Please report, as a single number with no other text, how many lines of the listing contain "Deserialize".

*** GIVEN ENTRIES Section Begins ***

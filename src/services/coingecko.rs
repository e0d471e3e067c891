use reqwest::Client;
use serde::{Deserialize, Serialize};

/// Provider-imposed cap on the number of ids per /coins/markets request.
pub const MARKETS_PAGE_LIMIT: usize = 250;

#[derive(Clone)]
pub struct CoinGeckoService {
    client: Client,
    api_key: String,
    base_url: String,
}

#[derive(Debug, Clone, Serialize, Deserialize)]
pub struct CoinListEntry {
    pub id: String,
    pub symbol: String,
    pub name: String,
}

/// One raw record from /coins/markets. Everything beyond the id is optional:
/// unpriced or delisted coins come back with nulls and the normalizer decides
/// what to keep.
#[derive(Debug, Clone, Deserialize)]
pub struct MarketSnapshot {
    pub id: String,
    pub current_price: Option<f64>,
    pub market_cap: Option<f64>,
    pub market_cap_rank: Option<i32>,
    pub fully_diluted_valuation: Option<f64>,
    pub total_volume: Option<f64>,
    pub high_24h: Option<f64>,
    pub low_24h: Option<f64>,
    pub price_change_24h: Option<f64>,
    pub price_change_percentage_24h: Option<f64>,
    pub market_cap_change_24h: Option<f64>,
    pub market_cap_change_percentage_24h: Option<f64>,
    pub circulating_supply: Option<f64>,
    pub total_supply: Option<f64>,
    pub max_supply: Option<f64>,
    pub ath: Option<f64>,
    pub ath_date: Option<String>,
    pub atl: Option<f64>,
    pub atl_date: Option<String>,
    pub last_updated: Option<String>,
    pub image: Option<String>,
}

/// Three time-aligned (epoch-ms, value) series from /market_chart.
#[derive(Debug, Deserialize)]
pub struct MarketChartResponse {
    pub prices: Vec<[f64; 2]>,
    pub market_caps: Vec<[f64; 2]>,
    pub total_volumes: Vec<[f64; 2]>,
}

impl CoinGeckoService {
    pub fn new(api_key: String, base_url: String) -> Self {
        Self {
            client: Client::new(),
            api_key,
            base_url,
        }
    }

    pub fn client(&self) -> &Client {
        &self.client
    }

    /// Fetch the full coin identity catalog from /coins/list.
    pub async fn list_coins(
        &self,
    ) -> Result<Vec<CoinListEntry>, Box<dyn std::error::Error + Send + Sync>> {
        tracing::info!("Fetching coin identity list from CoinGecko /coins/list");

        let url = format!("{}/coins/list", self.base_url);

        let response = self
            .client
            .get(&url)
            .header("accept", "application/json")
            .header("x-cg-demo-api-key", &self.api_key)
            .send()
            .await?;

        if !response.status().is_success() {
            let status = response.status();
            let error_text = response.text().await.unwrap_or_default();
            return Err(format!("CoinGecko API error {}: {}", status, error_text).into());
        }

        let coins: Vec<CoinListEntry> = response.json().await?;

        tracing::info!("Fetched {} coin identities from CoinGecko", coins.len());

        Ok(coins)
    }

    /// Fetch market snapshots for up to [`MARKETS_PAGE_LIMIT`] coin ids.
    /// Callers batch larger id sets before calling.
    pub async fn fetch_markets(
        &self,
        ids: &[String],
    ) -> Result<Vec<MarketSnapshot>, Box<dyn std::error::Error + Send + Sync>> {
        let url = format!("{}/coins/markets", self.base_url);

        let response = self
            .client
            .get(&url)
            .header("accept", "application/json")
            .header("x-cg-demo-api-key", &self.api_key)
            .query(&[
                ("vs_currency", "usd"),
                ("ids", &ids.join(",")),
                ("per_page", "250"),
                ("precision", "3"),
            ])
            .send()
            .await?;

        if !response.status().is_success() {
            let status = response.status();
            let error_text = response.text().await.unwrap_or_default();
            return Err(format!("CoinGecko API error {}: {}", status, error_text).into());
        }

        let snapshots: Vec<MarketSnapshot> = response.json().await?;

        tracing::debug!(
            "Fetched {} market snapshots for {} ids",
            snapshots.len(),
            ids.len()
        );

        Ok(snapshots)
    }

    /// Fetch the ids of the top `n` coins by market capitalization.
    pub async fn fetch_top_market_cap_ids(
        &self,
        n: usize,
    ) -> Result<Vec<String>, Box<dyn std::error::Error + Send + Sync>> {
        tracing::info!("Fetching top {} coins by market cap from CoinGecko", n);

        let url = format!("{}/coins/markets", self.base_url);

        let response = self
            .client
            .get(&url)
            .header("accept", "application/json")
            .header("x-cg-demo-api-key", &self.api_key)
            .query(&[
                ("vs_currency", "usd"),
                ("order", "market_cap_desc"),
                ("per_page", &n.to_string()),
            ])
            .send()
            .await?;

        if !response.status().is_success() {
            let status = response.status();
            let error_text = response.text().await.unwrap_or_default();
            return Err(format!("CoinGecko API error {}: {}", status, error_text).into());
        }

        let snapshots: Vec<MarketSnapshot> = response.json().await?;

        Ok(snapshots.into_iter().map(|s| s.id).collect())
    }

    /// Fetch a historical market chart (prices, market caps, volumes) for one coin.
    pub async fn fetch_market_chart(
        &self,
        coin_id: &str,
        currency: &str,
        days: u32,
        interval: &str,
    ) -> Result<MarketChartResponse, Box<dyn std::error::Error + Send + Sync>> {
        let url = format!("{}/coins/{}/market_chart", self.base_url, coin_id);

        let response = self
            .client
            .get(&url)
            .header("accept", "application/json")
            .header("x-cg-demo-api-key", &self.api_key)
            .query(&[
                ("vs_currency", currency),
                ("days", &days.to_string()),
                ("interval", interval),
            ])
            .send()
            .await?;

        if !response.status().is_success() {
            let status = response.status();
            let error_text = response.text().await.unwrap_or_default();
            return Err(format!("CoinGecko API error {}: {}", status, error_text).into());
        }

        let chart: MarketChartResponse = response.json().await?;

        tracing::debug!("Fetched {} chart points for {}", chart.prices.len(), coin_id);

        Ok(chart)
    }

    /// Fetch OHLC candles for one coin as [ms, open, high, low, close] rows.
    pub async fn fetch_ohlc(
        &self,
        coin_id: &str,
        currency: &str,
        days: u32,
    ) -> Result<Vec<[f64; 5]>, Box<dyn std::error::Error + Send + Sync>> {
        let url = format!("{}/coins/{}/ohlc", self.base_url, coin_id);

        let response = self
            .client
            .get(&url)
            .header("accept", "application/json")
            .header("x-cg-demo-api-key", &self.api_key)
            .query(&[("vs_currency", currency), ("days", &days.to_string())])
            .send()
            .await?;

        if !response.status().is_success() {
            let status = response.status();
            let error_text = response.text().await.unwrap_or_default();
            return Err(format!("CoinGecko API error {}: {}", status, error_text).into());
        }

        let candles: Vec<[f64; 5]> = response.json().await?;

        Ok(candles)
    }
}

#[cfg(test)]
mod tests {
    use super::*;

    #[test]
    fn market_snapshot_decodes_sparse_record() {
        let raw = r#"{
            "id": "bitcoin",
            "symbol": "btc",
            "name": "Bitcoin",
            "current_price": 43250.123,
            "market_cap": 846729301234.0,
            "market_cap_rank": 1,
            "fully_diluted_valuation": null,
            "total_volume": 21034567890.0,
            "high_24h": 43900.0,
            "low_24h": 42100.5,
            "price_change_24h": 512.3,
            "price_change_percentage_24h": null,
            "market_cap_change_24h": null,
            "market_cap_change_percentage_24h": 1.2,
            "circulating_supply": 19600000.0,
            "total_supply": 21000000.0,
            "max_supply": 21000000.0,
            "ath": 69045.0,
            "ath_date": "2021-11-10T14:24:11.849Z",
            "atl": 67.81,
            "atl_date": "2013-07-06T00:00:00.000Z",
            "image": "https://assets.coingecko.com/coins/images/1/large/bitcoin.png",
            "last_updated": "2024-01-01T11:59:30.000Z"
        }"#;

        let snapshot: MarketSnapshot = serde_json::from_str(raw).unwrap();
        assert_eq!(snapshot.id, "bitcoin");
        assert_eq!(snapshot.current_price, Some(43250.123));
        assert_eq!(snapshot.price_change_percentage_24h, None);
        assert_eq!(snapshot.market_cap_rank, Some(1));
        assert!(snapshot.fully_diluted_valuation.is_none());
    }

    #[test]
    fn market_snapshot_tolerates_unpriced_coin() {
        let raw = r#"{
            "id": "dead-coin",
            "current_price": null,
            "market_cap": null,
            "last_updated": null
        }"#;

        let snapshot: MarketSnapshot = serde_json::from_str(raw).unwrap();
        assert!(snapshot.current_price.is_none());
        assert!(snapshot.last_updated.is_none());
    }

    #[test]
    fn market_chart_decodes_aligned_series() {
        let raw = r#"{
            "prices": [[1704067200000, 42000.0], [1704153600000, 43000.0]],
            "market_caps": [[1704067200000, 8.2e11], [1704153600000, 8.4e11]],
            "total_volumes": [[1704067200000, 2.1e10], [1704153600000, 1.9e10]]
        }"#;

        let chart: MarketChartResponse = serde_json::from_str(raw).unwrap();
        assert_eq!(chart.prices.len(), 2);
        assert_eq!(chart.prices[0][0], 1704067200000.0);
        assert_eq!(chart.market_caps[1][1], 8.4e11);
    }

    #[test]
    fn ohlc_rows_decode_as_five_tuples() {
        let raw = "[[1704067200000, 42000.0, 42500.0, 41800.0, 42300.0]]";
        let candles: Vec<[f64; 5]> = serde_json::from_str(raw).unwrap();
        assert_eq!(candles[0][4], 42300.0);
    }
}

*** GIVEN ENTRIES Section Ends ***
*** GIVEN ENTRIES Section Begins ***

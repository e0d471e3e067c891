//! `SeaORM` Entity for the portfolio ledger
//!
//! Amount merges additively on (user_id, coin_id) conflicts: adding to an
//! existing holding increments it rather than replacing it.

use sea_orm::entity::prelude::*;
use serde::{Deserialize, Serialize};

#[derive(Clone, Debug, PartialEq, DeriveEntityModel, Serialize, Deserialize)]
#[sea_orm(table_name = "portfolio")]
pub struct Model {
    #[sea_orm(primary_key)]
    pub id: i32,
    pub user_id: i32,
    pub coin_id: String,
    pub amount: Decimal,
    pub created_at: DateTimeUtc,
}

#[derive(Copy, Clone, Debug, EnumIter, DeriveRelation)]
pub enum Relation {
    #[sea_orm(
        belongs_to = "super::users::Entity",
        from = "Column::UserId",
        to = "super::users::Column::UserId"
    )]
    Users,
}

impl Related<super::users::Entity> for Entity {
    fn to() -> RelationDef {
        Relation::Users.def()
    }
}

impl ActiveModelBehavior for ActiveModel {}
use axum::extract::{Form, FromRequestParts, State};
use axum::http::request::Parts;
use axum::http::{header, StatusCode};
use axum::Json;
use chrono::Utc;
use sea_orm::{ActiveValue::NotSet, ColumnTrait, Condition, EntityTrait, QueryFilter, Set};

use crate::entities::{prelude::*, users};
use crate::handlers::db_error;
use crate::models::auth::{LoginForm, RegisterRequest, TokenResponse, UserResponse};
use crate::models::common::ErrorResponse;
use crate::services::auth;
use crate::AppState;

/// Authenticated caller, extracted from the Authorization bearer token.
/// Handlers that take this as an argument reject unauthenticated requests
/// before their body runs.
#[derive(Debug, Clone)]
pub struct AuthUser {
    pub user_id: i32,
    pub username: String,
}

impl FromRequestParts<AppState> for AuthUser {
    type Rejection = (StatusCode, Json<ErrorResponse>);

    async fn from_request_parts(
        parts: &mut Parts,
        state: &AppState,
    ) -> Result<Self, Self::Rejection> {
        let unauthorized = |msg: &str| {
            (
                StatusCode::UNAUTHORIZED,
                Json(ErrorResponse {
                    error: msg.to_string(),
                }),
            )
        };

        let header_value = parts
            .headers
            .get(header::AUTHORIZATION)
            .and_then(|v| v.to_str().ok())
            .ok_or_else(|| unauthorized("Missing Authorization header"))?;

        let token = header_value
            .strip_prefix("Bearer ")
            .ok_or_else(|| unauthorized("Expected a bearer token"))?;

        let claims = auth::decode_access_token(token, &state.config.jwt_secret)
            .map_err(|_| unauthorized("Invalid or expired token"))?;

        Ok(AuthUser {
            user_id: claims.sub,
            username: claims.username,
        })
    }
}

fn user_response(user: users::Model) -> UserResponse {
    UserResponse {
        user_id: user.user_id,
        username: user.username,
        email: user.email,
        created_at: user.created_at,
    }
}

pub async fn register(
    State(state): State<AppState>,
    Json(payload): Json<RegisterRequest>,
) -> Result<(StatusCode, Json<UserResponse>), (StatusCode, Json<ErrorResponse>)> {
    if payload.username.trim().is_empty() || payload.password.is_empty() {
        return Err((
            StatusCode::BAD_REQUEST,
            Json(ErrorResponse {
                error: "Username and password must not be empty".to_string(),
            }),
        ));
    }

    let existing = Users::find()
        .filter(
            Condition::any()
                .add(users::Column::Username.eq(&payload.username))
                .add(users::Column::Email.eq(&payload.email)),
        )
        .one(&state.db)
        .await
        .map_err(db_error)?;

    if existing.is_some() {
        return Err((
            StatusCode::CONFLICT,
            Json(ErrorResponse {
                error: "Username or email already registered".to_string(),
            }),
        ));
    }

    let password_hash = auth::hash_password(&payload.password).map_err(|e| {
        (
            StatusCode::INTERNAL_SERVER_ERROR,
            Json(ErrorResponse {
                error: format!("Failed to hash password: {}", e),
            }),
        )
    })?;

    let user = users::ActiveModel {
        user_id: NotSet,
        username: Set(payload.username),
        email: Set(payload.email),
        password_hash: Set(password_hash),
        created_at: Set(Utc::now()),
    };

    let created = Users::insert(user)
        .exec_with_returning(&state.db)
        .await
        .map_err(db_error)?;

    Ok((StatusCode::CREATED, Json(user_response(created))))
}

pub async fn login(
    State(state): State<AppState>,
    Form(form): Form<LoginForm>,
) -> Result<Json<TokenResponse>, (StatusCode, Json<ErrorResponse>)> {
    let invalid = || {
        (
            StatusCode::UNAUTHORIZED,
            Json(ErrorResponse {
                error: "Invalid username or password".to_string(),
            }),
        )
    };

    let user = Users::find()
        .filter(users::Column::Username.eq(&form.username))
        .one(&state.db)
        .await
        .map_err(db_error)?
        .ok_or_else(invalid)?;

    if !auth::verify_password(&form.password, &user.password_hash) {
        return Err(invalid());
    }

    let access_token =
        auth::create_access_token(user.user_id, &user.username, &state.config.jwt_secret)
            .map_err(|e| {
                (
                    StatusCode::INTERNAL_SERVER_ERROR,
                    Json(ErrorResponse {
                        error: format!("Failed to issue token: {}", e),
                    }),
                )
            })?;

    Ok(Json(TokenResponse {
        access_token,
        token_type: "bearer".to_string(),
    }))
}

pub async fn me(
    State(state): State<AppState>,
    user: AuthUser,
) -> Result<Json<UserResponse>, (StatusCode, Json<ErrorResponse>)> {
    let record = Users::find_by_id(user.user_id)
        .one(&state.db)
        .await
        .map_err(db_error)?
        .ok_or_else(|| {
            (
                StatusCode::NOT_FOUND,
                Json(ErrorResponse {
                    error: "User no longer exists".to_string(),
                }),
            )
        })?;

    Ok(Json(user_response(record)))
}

*** GIVEN ENTRIES Section Ends ***
*** GIVEN ENTRIES Section Begins ***

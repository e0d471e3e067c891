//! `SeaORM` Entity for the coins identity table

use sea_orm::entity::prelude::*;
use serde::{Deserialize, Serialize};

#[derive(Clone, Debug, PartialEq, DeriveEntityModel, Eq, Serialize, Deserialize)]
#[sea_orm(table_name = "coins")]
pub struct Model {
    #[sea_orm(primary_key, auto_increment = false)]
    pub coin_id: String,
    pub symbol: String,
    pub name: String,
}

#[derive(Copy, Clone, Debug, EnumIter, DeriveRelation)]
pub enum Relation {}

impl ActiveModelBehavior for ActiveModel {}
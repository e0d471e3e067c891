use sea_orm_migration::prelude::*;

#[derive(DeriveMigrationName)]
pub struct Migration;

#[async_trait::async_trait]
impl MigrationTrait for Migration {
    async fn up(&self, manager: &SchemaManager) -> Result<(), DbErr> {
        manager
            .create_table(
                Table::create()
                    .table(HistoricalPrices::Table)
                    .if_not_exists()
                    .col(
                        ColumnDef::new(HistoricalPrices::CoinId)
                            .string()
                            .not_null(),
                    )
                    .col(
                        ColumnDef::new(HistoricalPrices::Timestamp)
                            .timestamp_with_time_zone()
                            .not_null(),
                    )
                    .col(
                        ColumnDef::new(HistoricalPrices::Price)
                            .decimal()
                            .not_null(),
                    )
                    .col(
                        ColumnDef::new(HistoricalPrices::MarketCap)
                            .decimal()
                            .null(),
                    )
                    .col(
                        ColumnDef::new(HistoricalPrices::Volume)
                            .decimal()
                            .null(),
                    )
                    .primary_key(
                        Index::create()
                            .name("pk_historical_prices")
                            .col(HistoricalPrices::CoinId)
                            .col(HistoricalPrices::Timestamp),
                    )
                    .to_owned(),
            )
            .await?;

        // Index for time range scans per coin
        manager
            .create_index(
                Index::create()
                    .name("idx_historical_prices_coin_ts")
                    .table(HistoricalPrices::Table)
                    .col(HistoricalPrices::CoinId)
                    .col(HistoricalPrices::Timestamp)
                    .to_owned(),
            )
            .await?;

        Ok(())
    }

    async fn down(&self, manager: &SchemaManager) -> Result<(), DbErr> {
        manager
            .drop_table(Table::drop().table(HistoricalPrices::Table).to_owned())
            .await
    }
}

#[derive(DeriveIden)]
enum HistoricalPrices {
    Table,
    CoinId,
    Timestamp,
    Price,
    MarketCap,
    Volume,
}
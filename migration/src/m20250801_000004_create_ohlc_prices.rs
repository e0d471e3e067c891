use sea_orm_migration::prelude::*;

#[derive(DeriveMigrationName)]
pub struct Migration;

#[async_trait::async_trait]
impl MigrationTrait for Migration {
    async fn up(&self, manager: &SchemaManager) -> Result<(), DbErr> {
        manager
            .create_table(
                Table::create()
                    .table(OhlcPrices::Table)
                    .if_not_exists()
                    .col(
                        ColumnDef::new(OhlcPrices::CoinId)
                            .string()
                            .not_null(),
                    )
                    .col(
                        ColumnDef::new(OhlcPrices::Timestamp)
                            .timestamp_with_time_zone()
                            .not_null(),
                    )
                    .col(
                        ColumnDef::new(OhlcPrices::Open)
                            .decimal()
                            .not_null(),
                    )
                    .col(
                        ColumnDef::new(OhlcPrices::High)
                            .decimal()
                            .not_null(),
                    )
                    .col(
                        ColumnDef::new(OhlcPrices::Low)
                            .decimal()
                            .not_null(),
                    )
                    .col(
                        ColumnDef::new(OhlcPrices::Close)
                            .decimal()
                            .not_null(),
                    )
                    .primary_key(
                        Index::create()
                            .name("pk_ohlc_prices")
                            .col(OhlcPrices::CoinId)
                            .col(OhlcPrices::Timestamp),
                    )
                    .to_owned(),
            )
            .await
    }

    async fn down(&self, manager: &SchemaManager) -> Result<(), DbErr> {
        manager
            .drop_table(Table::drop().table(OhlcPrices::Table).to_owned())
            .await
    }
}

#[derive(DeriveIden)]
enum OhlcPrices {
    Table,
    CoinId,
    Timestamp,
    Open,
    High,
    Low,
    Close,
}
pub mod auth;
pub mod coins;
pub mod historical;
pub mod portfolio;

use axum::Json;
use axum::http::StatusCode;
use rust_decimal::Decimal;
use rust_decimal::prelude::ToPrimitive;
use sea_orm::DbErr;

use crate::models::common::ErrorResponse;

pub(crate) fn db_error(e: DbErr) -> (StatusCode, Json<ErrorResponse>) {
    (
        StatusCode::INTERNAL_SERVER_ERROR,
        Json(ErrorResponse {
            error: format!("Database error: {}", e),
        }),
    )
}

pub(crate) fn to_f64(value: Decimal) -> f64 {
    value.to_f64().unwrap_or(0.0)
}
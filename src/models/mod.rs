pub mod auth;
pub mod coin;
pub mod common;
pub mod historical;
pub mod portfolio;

*** GIVEN ENTRIES Section Ends ***

ANSWER BELOW:
8